The North Atlantic Treaty Organisation (NATO) was formed in 1949 as a response to the growing fear of Soviet Influence in Europe, shortly after the outbreak of the Cold War.
Created essentially as a protectorate pact, meaning that all members would come to the defence of another should that nation be invaded, NATO was aimed at preventing the expansion of the Soviet Union’s sphere of influence in Eastern Europe.
Formed from the traditional North Atlantic allies – the United States, Canada, the United Kingdom, France, Iceland and most other Western European nations – NATO was aimed at ensuring the mutual defence of these countries, but more specifically to limit the expansion of the Soviet sphere of influence across Europe.
Setting out clear guidelines for what would and wouldn’t constitute an act worth of NATO intervention, the organisation effectively prevented the greater expansion of communism and Soviet influence into Europe, whilst increasing the US and western sphere of influence across both sides of the Atlantic.
For decades, NATO and consequently the Warsaw Pact (the USSR’s version of NATO) acted as the basis of the Cold War, dividing the world between these western powers and the Soviet influence, playing a significant role in the balance of power; the prevailing foreign policy theory that dominated the cold war era.
Since the end of the cold war with the USSR’s collapse in 1991, NATO has seen its role as an alliance somewhat diminish, despite intervention in several major conflicts; bilateral agreements and increasing United Nation’s cooperation have taken greater precedence.
However, this does not mean that NATO is dead or indeed irrelevant to major global security policy. With a significant rise in tensions between Russia and the west, coinciding with outwards shifts in the foreign policy arrangements of China and India, NATO is once again taking a leading role in the foreign policy and international security discussion.
NATO In Recent Years
Casting back to the 2016 presidential campaign, America – who has always been the de facto leader of NATO – emphasised the need for the other members to take a more active role in military investment, thus ensuring the protection of the mutual defence arrangement.
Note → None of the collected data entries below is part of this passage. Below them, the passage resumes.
//! Local persistence adapters for small pieces of UI state.
//!
//! Only preferences go through here; the task board and rosters are in-memory
//! for the lifetime of the app. Backends:
//! - `MemoryStore`: tests and the fallback when nothing else is available.
//! - `FileStore`: desktop, one JSON file per key under the data directory.
//! - `LocalStorageStore`: web, `window.localStorage`.

use std::cell::RefCell;
use std::collections::HashMap;
use std::rc::Rc;

use serde::{de::DeserializeOwned, Serialize};
use thiserror::Error;

/// Environment variable overriding the desktop data directory.
pub const DATA_DIR_ENV: &str = "VOLARA_DATA_DIR";

#[derive(Debug, Error)]
pub enum StorageError {
    #[error("storage backend unavailable: {0}")]
    Unavailable(String),

    #[error("IO error: {0}")]
    Io(#[from] std::io::Error),

    #[error("serialization error: {0}")]
    Serialization(#[from] serde_json::Error),

    #[error("invalid storage key `{0}`")]
    InvalidKey(String),
}

pub type Result<T> = std::result::Result<T, StorageError>;

/// Minimal string key-value contract every backend implements.
pub trait KeyValueStore {
    fn read(&self, key: &str) -> Result<Option<String>>;
    fn write(&self, key: &str, value: &str) -> Result<()>;
    fn remove(&self, key: &str) -> Result<()>;
}

/// Shared handle handed out through context.
pub type SharedStore = Rc<dyn KeyValueStore>;

pub fn read_json<T: DeserializeOwned>(store: &dyn KeyValueStore, key: &str) -> Result<Option<T>> {
    match store.read(key)? {
        Some(raw) => Ok(Some(serde_json::from_str(&raw)?)),
        None => Ok(None),
    }
}

pub fn write_json<T: Serialize>(store: &dyn KeyValueStore, key: &str, value: &T) -> Result<()> {
    let raw = serde_json::to_string(value)?;
    store.write(key, &raw)
}

fn validate_key(key: &str) -> Result<()> {
    let valid = !key.is_empty()
        && key
            .chars()
            .all(|c| c.is_ascii_alphanumeric() || matches!(c, '-' | '_' | '.'));
    if valid {
        Ok(())
    } else {
        Err(StorageError::InvalidKey(key.to_string()))
    }
}

#[derive(Debug, Default)]
pub struct MemoryStore {
    entries: RefCell<HashMap<String, String>>,
}

impl MemoryStore {
    pub fn new() -> Self {
        Self::default()
    }
}

impl KeyValueStore for MemoryStore {
    fn read(&self, key: &str) -> Result<Option<String>> {
        validate_key(key)?;
        Ok(self.entries.borrow().get(key).cloned())
    }

    fn write(&self, key: &str, value: &str) -> Result<()> {
        validate_key(key)?;
        self.entries
            .borrow_mut()
            .insert(key.to_string(), value.to_string());
        Ok(())
    }

    fn remove(&self, key: &str) -> Result<()> {
        validate_key(key)?;
        self.entries.borrow_mut().remove(key);
        Ok(())
    }
}

#[cfg(not(target_arch = "wasm32"))]
pub use file_store::{data_dir, FileStore};

#[cfg(not(target_arch = "wasm32"))]
mod file_store {
    use std::fs;
    use std::io::ErrorKind;
    use std::path::{Path, PathBuf};

    use super::{validate_key, KeyValueStore, Result, StorageError, DATA_DIR_ENV};

    /// `$VOLARA_DATA_DIR` when set, else the platform data directory.
    pub fn data_dir() -> Result<PathBuf> {
        match std::env::var_os(DATA_DIR_ENV) {
            Some(dir) if !dir.is_empty() => Ok(PathBuf::from(dir)),
            _ => directories::ProjectDirs::from("com", "Volara", "Volara")
                .map(|dirs| dirs.data_dir().to_path_buf())
                .ok_or_else(|| {
                    StorageError::Unavailable("unable to determine data directory".into())
                }),
        }
    }

    #[derive(Debug, Clone)]
    pub struct FileStore {
        dir: PathBuf,
    }

    impl FileStore {
        pub fn new(dir: impl Into<PathBuf>) -> Self {
            Self { dir: dir.into() }
        }

        /// `<data dir>/state`, see [`data_dir`].
        pub fn from_env() -> Result<Self> {
            Ok(Self::new(data_dir()?.join("state")))
        }

        pub fn dir(&self) -> &Path {
            &self.dir
        }

        fn path_for(&self, key: &str) -> PathBuf {
            self.dir.join(format!("{key}.json"))
        }
    }

    impl KeyValueStore for FileStore {
        fn read(&self, key: &str) -> Result<Option<String>> {
            validate_key(key)?;
            match fs::read_to_string(self.path_for(key)) {
                Ok(raw) => Ok(Some(raw)),
                Err(err) if err.kind() == ErrorKind::NotFound => Ok(None),
                Err(err) => Err(err.into()),
            }
        }

        fn write(&self, key: &str, value: &str) -> Result<()> {
            validate_key(key)?;
            fs::create_dir_all(&self.dir)?;
            let target = self.path_for(key);
            let staging = target.with_extension("json.tmp");
            fs::write(&staging, value)?;
            fs::rename(&staging, &target)?;
            Ok(())
        }

        fn remove(&self, key: &str) -> Result<()> {
            validate_key(key)?;
            match fs::remove_file(self.path_for(key)) {
                Ok(()) => Ok(()),
                Err(err) if err.kind() == ErrorKind::NotFound => Ok(()),
                Err(err) => Err(err.into()),
            }
        }
    }
}

#[cfg(target_arch = "wasm32")]
pub use local_storage::LocalStorageStore;

#[cfg(target_arch = "wasm32")]
mod local_storage {
    use super::{validate_key, KeyValueStore, Result, StorageError};

    const PREFIX: &str = "volara.";

    #[derive(Debug, Clone, Default)]
    pub struct LocalStorageStore;

    impl LocalStorageStore {
        fn storage(&self) -> Result<web_sys::Storage> {
            web_sys::window()
                .and_then(|w| w.local_storage().ok().flatten())
                .ok_or_else(|| StorageError::Unavailable("localStorage unavailable".into()))
        }
    }

    impl KeyValueStore for LocalStorageStore {
        fn read(&self, key: &str) -> Result<Option<String>> {
            validate_key(key)?;
            self.storage()?
                .get_item(&format!("{PREFIX}{key}"))
                .map_err(|_| StorageError::Unavailable("localStorage read failed".into()))
        }

        fn write(&self, key: &str, value: &str) -> Result<()> {
            validate_key(key)?;
            self.storage()?
                .set_item(&format!("{PREFIX}{key}"), value)
                .map_err(|_| StorageError::Unavailable("localStorage write failed".into()))
        }

        fn remove(&self, key: &str) -> Result<()> {
            validate_key(key)?;
            self.storage()?
                .remove_item(&format!("{PREFIX}{key}"))
                .map_err(|_| StorageError::Unavailable("localStorage remove failed".into()))
        }
    }
}

/// Best backend for the current platform, falling back to memory.
pub fn default_store() -> SharedStore {
    #[cfg(target_arch = "wasm32")]
    {
        Rc::new(LocalStorageStore)
    }

    #[cfg(not(target_arch = "wasm32"))]
    {
        match FileStore::from_env() {
            Ok(store) => {
                tracing::debug!(dir = %store.dir().display(), "using file-backed state store");
                Rc::new(store)
            }
            Err(err) => {
                tracing::warn!(%err, "falling back to in-memory state store");
                Rc::new(MemoryStore::new())
            }
        }
    }
}

#[cfg(test)]
mod tests {
    use super::*;
    use serde::Deserialize;

    #[derive(Debug, PartialEq, Serialize, Deserialize)]
    struct Probe {
        count: u32,
    }

    #[test]
    fn memory_store_round_trips_json() {
        let store = MemoryStore::new();
        assert_eq!(read_json::<Probe>(&store, "probe").unwrap(), None);
        write_json(&store, "probe", &Probe { count: 3 }).unwrap();
        assert_eq!(
            read_json::<Probe>(&store, "probe").unwrap(),
            Some(Probe { count: 3 })
        );
        store.remove("probe").unwrap();
        assert_eq!(store.read("probe").unwrap(), None);
    }

    #[test]
    fn rejects_path_like_keys() {
        let store = MemoryStore::new();
        assert!(matches!(
            store.write("../escape", "x"),
            Err(StorageError::InvalidKey(_))
        ));
        assert!(matches!(store.read(""), Err(StorageError::InvalidKey(_))));
    }

    #[test]
    fn corrupt_json_surfaces_as_serialization_error() {
        let store = MemoryStore::new();
        store.write("probe", "{not json").unwrap();
        assert!(matches!(
            read_json::<Probe>(&store, "probe"),
            Err(StorageError::Serialization(_))
        ));
    }

    #[cfg(not(target_arch = "wasm32"))]
    #[test]
    fn file_store_persists_between_handles() {
        let dir = std::env::temp_dir().join(format!(
            "volara-store-test-{}-{}",
            std::process::id(),
            line!()
        ));
        let first = FileStore::new(&dir);
        assert_eq!(first.read("prefs").unwrap(), None);
        first.write("prefs", "{\"count\":1}").unwrap();

        let second = FileStore::new(&dir);
        assert_eq!(second.read("prefs").unwrap().as_deref(), Some("{\"count\":1}"));
        second.remove("prefs").unwrap();
        second.remove("prefs").unwrap();
        assert_eq!(first.read("prefs").unwrap(), None);

        let _ = std::fs::remove_dir_all(&dir);
    }
}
Since Trump’s victory, America has been signalling a willingness to retreat from its essentially total role in the security of the alliance, suggesting that America may not intervene should NATO members be invaded – completely undermining the structure of the organisation.
However, this has been argued by many with confidence in Trump’s strategic capabilities that he was simply wishing to encourage the other members to increase their defence spending, up to the levels that NATO desires.
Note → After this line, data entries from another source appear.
use std::future::Future;

use dioxus::prelude::*;

use crate::charts::{Canvas, ChartMode, ChartSeries};
use crate::core::dates;
use crate::data::Task;
use crate::export::{self, ExportError};
use crate::t;

#[derive(Clone, Debug, PartialEq)]
enum ExportStatus {
    Idle,
    Working(&'static str),
    Done(String),
    Error(String),
}

#[component]
pub fn ExportPanel(tasks: Vec<Task>, series: Vec<ChartSeries>, mode: ChartMode) -> Element {
    let status = use_signal(|| ExportStatus::Idle);
    let busy = use_signal(|| false);

    let feedback = match &*status.read() {
        ExportStatus::Idle => None,
        ExportStatus::Working(label) => Some(("export__status".to_string(), format!("{label}…"))),
        ExportStatus::Done(message) => Some((
            "export__status export__status--success".to_string(),
            message.clone(),
        )),
        ExportStatus::Error(err) => Some((
            "export__status export__status--error".to_string(),
            err.clone(),
        )),
    };

    let json_tasks = tasks.clone();
    let on_json = move |_: MouseEvent| {
        launch(status, busy, "Preparing JSON", json_job(json_tasks.clone()));
    };
    let csv_tasks = tasks.clone();
    let on_csv = move |_: MouseEvent| {
        launch(status, busy, "Preparing CSV", csv_job(csv_tasks.clone()));
    };
    let svg_series = series.clone();
    let on_svg = move |_: MouseEvent| {
        launch(status, busy, "Preparing SVG", svg_job(svg_series.clone(), mode));
    };

    rsx! {
        section { class: "card export",
            div { class: "card__header",
                h2 { {t!("export-title")} }
            }
            p { {t!("export-intro")} }

            div { class: "export__actions",
                button {
                    r#type: "button",
                    class: "button button--primary",
                    disabled: busy(),
                    onclick: on_json,
                    {t!("export-json")}
                }
                button {
                    r#type: "button",
                    class: "button",
                    disabled: busy(),
                    onclick: on_csv,
                    {t!("export-csv")}
                }
                button {
                    r#type: "button",
                    class: "button button--ghost",
                    disabled: busy() || series.iter().all(ChartSeries::is_empty),
                    onclick: on_svg,
                    {t!("export-svg")}
                }
            }

            if let Some((class_name, message)) = feedback {
                p { class: "{class_name}", role: "status", "{message}" }
            }
        }
    }
}

fn launch<F>(
    mut status: Signal<ExportStatus>,
    mut busy: Signal<bool>,
    label: &'static str,
    job: F,
) where
    F: Future<Output = Result<String, ExportError>> + 'static,
{
    if *busy.peek() {
        return;
    }
    busy.set(true);
    status.set(ExportStatus::Working(label));

    #[cfg(target_arch = "wasm32")]
    wasm_bindgen_futures::spawn_local(async move {
        finish(status, busy, job.await);
    });

    #[cfg(not(target_arch = "wasm32"))]
    finish(status, busy, futures::executor::block_on(job));
}

fn finish(
    mut status: Signal<ExportStatus>,
    mut busy: Signal<bool>,
    outcome: Result<String, ExportError>,
) {
    match outcome {
        Ok(message) => status.set(ExportStatus::Done(message)),
        Err(err) => {
            tracing::warn!(%err, "export failed");
            status.set(ExportStatus::Error(err.to_string()));
        }
    }
    busy.set(false);
}

fn delivered(kind: &str, saved_to: Option<String>) -> String {
    match saved_to {
        Some(path) => format!("{kind} saved to {path}"),
        None => format!("{kind} download started"),
    }
}

async fn json_job(tasks: Vec<Task>) -> Result<String, ExportError> {
    let json = export::tasks_json(&tasks, dates::today())?;
    let copied = match export::copy_to_clipboard(json.clone()).await {
        Ok(()) => true,
        Err(err) => {
            tracing::warn!(%err, "JSON export not copied to clipboard");
            false
        }
    };
    let filename = export::export_filename("tasks", "json");
    let saved_to = export::download_bytes(&filename, "application/json", json.into_bytes()).await?;
    let message = delivered("JSON", saved_to);
    Ok(if copied {
        format!("{message} (also copied to clipboard)")
    } else {
        message
    })
}

async fn csv_job(tasks: Vec<Task>) -> Result<String, ExportError> {
    let csv = export::tasks_csv(&tasks, dates::today());
    let filename = export::export_filename("tasks", "csv");
    let saved_to = export::download_bytes(&filename, "text/csv", csv.into_bytes()).await?;
    Ok(delivered("CSV", saved_to))
}

async fn svg_job(series: Vec<ChartSeries>, mode: ChartMode) -> Result<String, ExportError> {
    let svg = export::chart_svg(&series, mode, Canvas::default())?;
    let filename = export::export_filename("chart", "svg");
    let saved_to = export::download_bytes(&filename, "image/svg+xml", svg.into_bytes()).await?;
    Ok(delivered("SVG", saved_to))
}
Currently, only five of the 29 members are contributing their required 2% of GDP to defence spending, with the United States having contributed almost unilaterally to NATO for the last few decades – using it as largely an extension of their power, rather than a balanced alliance.
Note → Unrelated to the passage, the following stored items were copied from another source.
//! Platform-agnostic building blocks shared by every view.

pub mod dates;
pub mod deadline;
pub mod format;
pub mod preferences;
pub mod storage;
//! Localization for `volara-ui`.
//!
//! Fluent bundles live under `i18n/<locale>/volara-ui.ftl` and are embedded at
//! compile time with `rust-embed`; `i18n-embed` picks the best match for the
//! OS (desktop) or `navigator.languages` (web). `en-US` is the fallback and the
//! reference every other locale is checked against in `tests/`.
//!
//! Call [`init`] once at startup, then look strings up with [`t!`]:
//! ```ignore
//! ui::i18n::init();
//! let label = ui::t!("nav-dashboard");
//! ```
//!
//! Deadline chip labels ("Due in 5 days") are not routed through here; they
//! are fixed English strings produced by the deadline classifier.
use std::sync::Once;

use i18n_embed::fluent::FluentLanguageLoader;
use once_cell::sync::Lazy;
use rust_embed::Embed;
use unic_langid::{langid, LanguageIdentifier};

pub use i18n_embed_fl::fl;

/// Short lookup through the shared [`LOADER`]; accepts named Fluent arguments.
#[macro_export]
macro_rules! t {
    ($key:literal) => {
        $crate::i18n::fl!(&*$crate::i18n::LOADER, $key)
    };
    ($key:literal, $( $arg:ident = $value:expr ),+ $(,)?) => {
        $crate::i18n::fl!(&*$crate::i18n::LOADER, $key, $( $arg = $value ),+ )
    };
}

/// Fluent domain; must match the FTL file name.
const DOMAIN: &str = "volara-ui";

const FALLBACK: LanguageIdentifier = langid!("en-US");

#[derive(Embed)]
#[folder = "i18n"]
struct Localizations;

pub static LOADER: Lazy<FluentLanguageLoader> =
    Lazy::new(|| FluentLanguageLoader::new(DOMAIN, FALLBACK));

static INIT: Once = Once::new();

/// Load bundles for the requested system languages. Idempotent.
pub fn init() {
    INIT.call_once(|| {
        let requested = requested_languages();
        match i18n_embed::select(&*LOADER, &Localizations, &requested) {
            Ok(selected) => tracing::debug!(?selected, "localization loaded"),
            Err(err) => tracing::warn!(%err, "language selection failed; using fallback"),
        }
    });
}

/// Switch language at runtime. Unparseable tags are ignored.
pub fn set_language(tag: &str) -> Result<(), i18n_embed::I18nEmbedError> {
    let Ok(lang) = tag.parse::<LanguageIdentifier>() else {
        tracing::debug!(tag, "ignoring unparseable language tag");
        return Ok(());
    };
    i18n_embed::select(&*LOADER, &Localizations, &[lang]).map(|_| ())
}

/// Tag of the language the loader currently resolves strings in.
pub fn current_language() -> String {
    use i18n_embed::LanguageLoader;

    LOADER
        .current_languages()
        .first()
        .map(ToString::to_string)
        .unwrap_or_else(|| FALLBACK.to_string())
}

/// Embedded locale tags, sorted.
pub fn available_languages() -> Vec<String> {
    let mut langs = Localizations::iter()
        .filter_map(|path| path.split('/').next().map(str::to_string))
        .collect::<Vec<_>>();
    langs.sort();
    langs.dedup();
    langs
}

/// Native display name for the language picker.
pub fn language_name(tag: &str) -> &str {
    match tag {
        "en-US" => "English",
        "es-ES" => "Español",
        "fr-FR" => "Français",
        other => other,
    }
}

#[cfg(target_arch = "wasm32")]
fn requested_languages() -> Vec<LanguageIdentifier> {
    i18n_embed::WebLanguageRequester::requested_languages()
}

#[cfg(not(target_arch = "wasm32"))]
fn requested_languages() -> Vec<LanguageIdentifier> {
    i18n_embed::DesktopLanguageRequester::requested_languages()
}

#[cfg(test)]
mod tests {
    use super::*;

    #[test]
    fn bundled_locales_are_discoverable() {
        assert_eq!(available_languages(), ["en-US", "es-ES", "fr-FR"]);
    }

    #[test]
    fn unknown_language_keeps_current_strings() {
        init();
        let before = fl!(&*LOADER, "nav-team");
        let _ = set_language("zz-ZZ");
        let _ = set_language("not a tag");
        let after = fl!(&*LOADER, "nav-team");
        assert_eq!(before, after);
    }

    #[test]
    fn picker_names_fall_back_to_tag() {
        assert_eq!(language_name("fr-FR"), "Français");
        assert_eq!(language_name("de-DE"), "de-DE");
    }
}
European powers have largely decreased their global role in recent decades, with most former colonies gaining independence and less willingness to embroil themselves in foreign conflicts. This has seen the growing powers of China, Russia and India taking up the mantle. South China Sea territorial disputes, India’s space programme and Russia’s aggressive policy towards the Arctic, show (according to the balance of power theory) the need for a strong NATO.
Structure of NATO
NATO is based in Brussels, a stone’s throw from the European Union buildings, emphasising the importance of western Europe to the collective security policy that NATO represents.
It is structured in a largely similar way, with a Secretary-General (Jens Stoltenberg), and a NATO Council, made up of all the member nations, which largely directs policy for the bloc.
As the United States dominance looks set to be rivalled – at least in economic terms – the growing fears of resurgent non-western nations has led to a significant rise in the potential role of NATO in world affairs once again.
Although the last few decades have seen relatively small-scale intervention, in regional conflicts such as the Arab Spring and African piracy, the former role as a major player in superpower relations and western global security is once again growing.
Perhaps this growth is unnecessary, as despite the increasing importance of China on the global economy, NATO – specifically the United States – remains a unipolar power, unrivalled in military terms, however, it certainly seems that with growing tensions between the east and west, its role as a major piece in the global chess arena could once again be vital.